Data used in the preparation of this article were obtained from the ADNI database (https://adni.loni.usc.edu). The ADNI was launched in 2003 as a public-private partnership, led by Principal Investigator Michael W. Weiner, MD. The primary goal of ADNI has been to test whether serial MRI, PET, other biological markers, and clinical and neuropsychological assessment can be combined to measure the progression of MCI and early AD. For up -to-date information, see https://www.adni-info.org.

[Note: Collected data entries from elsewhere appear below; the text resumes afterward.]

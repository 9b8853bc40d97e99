//! Field-level validation rules.
//!
//! Validation failures block save, never local editing: a panel may hold an
//! invalid value in the store while the user is mid-edit, but the save
//! coordinator refuses to persist it.

use crate::{Entity, Page, PageVersion, Theme, Widget};

/// One recoverable field problem, surfaced next to the offending input.
#[derive(Debug, Clone, PartialEq)]
pub struct ValidationIssue {
    pub field: &'static str,
    pub message: String,
}

impl ValidationIssue {
    fn required(field: &'static str) -> Self {
        Self {
            field,
            message: "is required".to_string(),
        }
    }
}

impl std::fmt::Display for ValidationIssue {
    fn fmt(&self, f: &mut std::fmt::Formatter<'_>) -> std::fmt::Result {
        write!(f, "{} {}", self.field, self.message)
    }
}

/// Check an entity against its kind's field constraints.
pub fn validate(entity: &Entity) -> Vec<ValidationIssue> {
    match entity {
        Entity::Page(page) => validate_page(page),
        Entity::Version(version) => validate_version(version),
        Entity::Theme(theme) => validate_theme(theme),
        Entity::Widget(widget) => validate_widget(widget),
    }
}

fn validate_page(page: &Page) -> Vec<ValidationIssue> {
    let mut issues = Vec::new();
    if page.title.trim().is_empty() {
        issues.push(ValidationIssue::required("title"));
    }
    if page.slug.is_empty() {
        issues.push(ValidationIssue::required("slug"));
    } else if !is_slug(&page.slug) {
        issues.push(ValidationIssue {
            field: "slug",
            message: "may only contain lowercase letters, digits and hyphens".to_string(),
        });
    }
    issues
}

fn validate_version(version: &PageVersion) -> Vec<ValidationIssue> {
    let mut issues = Vec::new();
    if version.name.trim().is_empty() {
        issues.push(ValidationIssue::required("name"));
    }
    issues
}

fn validate_theme(theme: &Theme) -> Vec<ValidationIssue> {
    let mut issues = Vec::new();
    if theme.name.trim().is_empty() {
        issues.push(ValidationIssue::required("name"));
    }
    issues
}

fn validate_widget(widget: &Widget) -> Vec<ValidationIssue> {
    let mut issues = Vec::new();
    if widget.widget_type.trim().is_empty() {
        issues.push(ValidationIssue::required("widget_type"));
    }
    issues
}

fn is_slug(s: &str) -> bool {
    s.chars()
        .all(|c| c.is_ascii_lowercase() || c.is_ascii_digit() || c == '-')
}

ADNI enrolls participants between the ages of 55 and 90 who are recruited at 57 sites in the United States and Canada. After obtaining informed consent, participants undergo a series of initial tests that are repeated at intervals over subsequent years, including clinical evaluation, neuropsychological tests, genetic testing, lumbar puncture, and MRI and PET scans. There are four phases of the ADNI study (ADNI1, ADNI-GO, ADNI2, and ADNI3). Some participants were carried forward from previous phases for continued monitoring, while new participants were added with each phase to further investigate the progression of AD.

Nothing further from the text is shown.